Once you have read the entries, please say how many lines hold the string "planner", giving the number only.

- _Provided material_
==*==

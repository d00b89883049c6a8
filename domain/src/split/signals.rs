//! Structural signals read from a task's text.

use serde::{Deserialize, Serialize};

/// Words handled by one worker when nothing else structures the task
pub const WORDS_PER_ITEM: usize = 50;

/// Which signal decided the split
#[derive(Debug, Clone, Copy, PartialEq, Eq, Serialize, Deserialize)]
#[serde(rename_all = "snake_case")]
pub enum Signal {
    List,
    Paths,
    Lines,
    Words,
}

impl std::fmt::Display for Signal {
    fn fmt(&self, f: &mut std::fmt::Formatter<'_>) -> std::fmt::Result {
        match self {
            Signal::List => write!(f, "list"),
            Signal::Paths => write!(f, "paths"),
            Signal::Lines => write!(f, "lines"),
            Signal::Words => write!(f, "words"),
        }
    }
}

/// Everything the splitters look at
#[derive(Debug, Clone, Default, PartialEq)]
pub struct TaskSignals {
    /// Top-level list items, marker stripped, with their indented sub-lines
    pub list_items: Vec<String>,
    /// Whether the items come from a numbered list
    pub numbered: bool,
    /// Lines that belong to no list item
    pub preamble: Vec<String>,
    /// Distinct path-like tokens in order of appearance
    pub paths: Vec<String>,
    /// Non-empty lines
    pub lines: Vec<String>,
    pub words: usize,
}

#[derive(Debug, Clone, Copy, PartialEq, Eq)]
enum Marker {
    Numbered,
    Bullet,
}

impl TaskSignals {
    /// Read the task's structure.
    ///
    /// A numbered list takes precedence over bullets: when any numbered
    /// line exists, only numbered lines at the shallowest numbered indent
    /// become items. Deeper lines, and bullets that follow an item, are
    /// attached to the item above them.
    pub fn analyze(task: &str) -> Self {
        let mut signals = TaskSignals::default();

        let parsed: Vec<(usize, &str, Option<(Marker, &str)>)> = task
            .lines()
            .filter(|line| !line.trim().is_empty())
            .map(|line| {
                let indent = line.len() - line.trim_start().len();
                let trimmed = line.trim();
                (indent, trimmed, strip_list_marker(trimmed))
            })
            .collect();

        signals.numbered = parsed
            .iter()
            .any(|(_, _, m)| matches!(m, Some((Marker::Numbered, _))));
        let item_kind = if signals.numbered {
            Marker::Numbered
        } else {
            Marker::Bullet
        };
        let top_indent = parsed
            .iter()
            .filter(|(_, _, m)| m.is_some_and(|(kind, _)| kind == item_kind))
            .map(|(indent, _, _)| *indent)
            .min();

        for (indent, trimmed, marker) in parsed {
            signals.lines.push(trimmed.to_string());
            match marker {
                Some((kind, item)) if kind == item_kind && Some(indent) == top_indent => {
                    signals.list_items.push(item.to_string());
                }
                _ => {
                    let nested = top_indent.is_some_and(|top| indent > top) || marker.is_some();
                    match signals.list_items.last_mut() {
                        Some(item) if nested => {
                            item.push('\n');
                            item.push_str(trimmed);
                        }
                        _ => signals.preamble.push(trimmed.to_string()),
                    }
                }
            }
        }

        for token in task.split_whitespace() {
            let token = token.trim_matches(|c: char| ",;:()[]{}\"'`".contains(c));
            let token = token.trim_end_matches(['.', '!', '?']);
            if is_path_like(token) && !signals.paths.iter().any(|p| p == token) {
                signals.paths.push(token.to_string());
            }
        }
        signals.words = task.split_whitespace().count();
        signals
    }

    /// Strongest signal present, with the count it suggests.
    ///
    /// A numbered list counts even with a single item.
    pub fn strongest(&self) -> (Signal, usize) {
        let list_min = if self.numbered { 1 } else { 2 };
        if self.list_items.len() >= list_min {
            (Signal::List, self.list_items.len())
        } else if !self.paths.is_empty() {
            (Signal::Paths, self.paths.len())
        } else if self.lines.len() > 1 {
            (Signal::Lines, self.lines.len())
        } else {
            (Signal::Words, self.words / WORDS_PER_ITEM)
        }
    }
}

/// Marker kind and item text after a `1.`, `1)`, `-` or `*` marker
fn strip_list_marker(line: &str) -> Option<(Marker, &str)> {
    if let Some(rest) = line.strip_prefix("- ").or_else(|| line.strip_prefix("* ")) {
        let rest = rest.trim();
        return (!rest.is_empty()).then_some((Marker::Bullet, rest));
    }
    let digits = line.chars().take_while(|c| c.is_ascii_digit()).count();
    if digits == 0 {
        return None;
    }
    let rest = &line[digits..];
    let rest = rest.strip_prefix('.').or_else(|| rest.strip_prefix(')'))?;
    if !rest.starts_with(char::is_whitespace) {
        return None;
    }
    let rest = rest.trim();
    (!rest.is_empty()).then_some((Marker::Numbered, rest))
}

/// Contains a `/` (but is not a URL) or ends in a file extension
fn is_path_like(token: &str) -> bool {
    if token.len() < 3 || token.contains("://") {
        return false;
    }
    if token.contains('/') {
        return token.chars().any(|c| c.is_alphanumeric());
    }
    match token.rsplit_once('.') {
        Some((stem, ext)) => {
            !stem.is_empty()
                && (2..=5).contains(&ext.len())
                && ext.chars().all(|c| c.is_ascii_alphanumeric())
                && ext.chars().any(|c| c.is_ascii_alphabetic())
        }
        None => false,
    }
}

#[cfg(test)]
mod tests {
    use super::*;

    #[test]
    fn test_numbered_list_items() {
        let signals = TaskSignals::analyze("Do these:\n1. parse\n2) plan\n3. build\n");
        assert_eq!(signals.list_items, vec!["parse", "plan", "build"]);
        assert_eq!(signals.preamble, vec!["Do these:"]);
        assert_eq!(signals.strongest(), (Signal::List, 3));
    }

    #[test]
    fn test_bulleted_list_items() {
        let signals = TaskSignals::analyze("Do these:\n- build\n* test\n");
        assert_eq!(signals.list_items, vec!["build", "test"]);
        assert!(!signals.numbered);
        assert_eq!(signals.strongest(), (Signal::List, 2));
    }

    #[test]
    fn test_single_numbered_item_is_a_list() {
        let signals = TaskSignals::analyze("Do this:\n1. write the parser");
        assert_eq!(signals.list_items, vec!["write the parser"]);
        assert_eq!(signals.strongest(), (Signal::List, 1));

        // a lone bullet is not enough
        let signals = TaskSignals::analyze("Do this:\n- write the parser");
        assert_eq!(signals.strongest(), (Signal::Lines, 2));
    }

    #[test]
    fn test_sub_bullets_attach_to_numbered_item() {
        let signals = TaskSignals::analyze("1. parser\n   - handle utf8\n   - fuzz it\n2. planner\n- cache plans");
        assert_eq!(
            signals.list_items,
            vec!["parser\n- handle utf8\n- fuzz it", "planner\n- cache plans"]
        );
        assert!(signals.preamble.is_empty());
        assert_eq!(signals.strongest(), (Signal::List, 2));
    }

    #[test]
    fn test_indented_list_under_header() {
        let signals = TaskSignals::analyze("Steps:\n  1. lex\n     details\n  2. parse");
        assert_eq!(signals.list_items, vec!["lex\ndetails", "parse"]);
        assert_eq!(signals.preamble, vec!["Steps:"]);
    }

    #[test]
    fn test_numbers_without_marker_are_not_list_items() {
        let signals = TaskSignals::analyze("2024 was a year\n3.14 is pi");
        assert!(signals.list_items.is_empty());
    }

    #[test]
    fn test_path_tokens() {
        let signals = TaskSignals::analyze("Review src/main.rs, Cargo.toml and docs/ (see https://x.io/a), e.g. soon.");
        assert_eq!(signals.paths, vec!["src/main.rs", "Cargo.toml", "docs/"]);
        assert_eq!(signals.strongest(), (Signal::Paths, 3));
    }

    #[test]
    fn test_lines_then_words() {
        let signals = TaskSignals::analyze("first part\nsecond part\nthird part");
        assert_eq!(signals.strongest(), (Signal::Lines, 3));

        let long = "word ".repeat(120);
        assert_eq!(TaskSignals::analyze(&long).strongest(), (Signal::Words, 2));
        assert_eq!(TaskSignals::analyze("short task").strongest(), (Signal::Words, 0));
    }
}
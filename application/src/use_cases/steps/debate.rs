//! Debate step: propose, revise over rounds, then vote.
//!
//! ```text
//! Init → Propose → Round(1) → … → Round(n) → Vote → Decided
//!           │          │
//!           └──────────┴── consensus strategy: converged → Decided
//! ```
//!
//! Every phase is one concurrent fan-out that waits for all workers. A
//! worker that fails during Propose or a Round is dropped from later
//! phases, but its last proposal still stands in the vote. Under the halt
//! policy any such failure aborts the step instead.

use super::dispatch::{Assignment, Settled, fan_out};
use super::{StepContext, StepError, StepOutcome, validate_worker_ids};
use crate::ports::worker::Worker;
use crate::use_cases::error_handler::PolicyKind;
use council_domain::core::string::truncate;
use council_domain::{
    Decision, DomainError, EventDraft, EventKind, MemoryWrite, ParsedVote, Proposal,
    ProposalLedger, Resolution, StepOutput, StepResult, StepStatus, ViewGrant, Vote,
    VotingEngine, VotingStrategy, WorkerId, parse_vote,
};
use serde_json::json;
use std::sync::Arc;
use tracing::{debug, info, warn};

pub(crate) const ROUND_HEADER: &str = "## Debate round";
pub(crate) const VOTE_HEADER: &str = "## Vote";
pub(crate) const MODERATION_HEADER: &str = "## Moderation";

/// Default bytes of each proposal shown in a round digest
pub const DEFAULT_DIGEST_LIMIT: usize = 300;

#[derive(Debug, Clone, Copy, PartialEq, Eq)]
enum Phase {
    Propose,
    Round(u32),
    Vote,
    Decided,
}

impl Phase {
    fn label(&self) -> String {
        match self {
            Phase::Propose => "propose".to_string(),
            Phase::Round(n) => format!("round_{}", n),
            Phase::Vote => "vote".to_string(),
            Phase::Decided => "decided".to_string(),
        }
    }
}

pub struct DebateStep {
    pub name: String,
    pub participants: Vec<Arc<dyn Worker>>,
    pub rounds: u32,
    pub engine: VotingEngine,
    pub moderator: Option<Arc<dyn Worker>>,
    pub allow_self_vote: bool,
    pub digest_limit: usize,
}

==*==

- _Written response_
2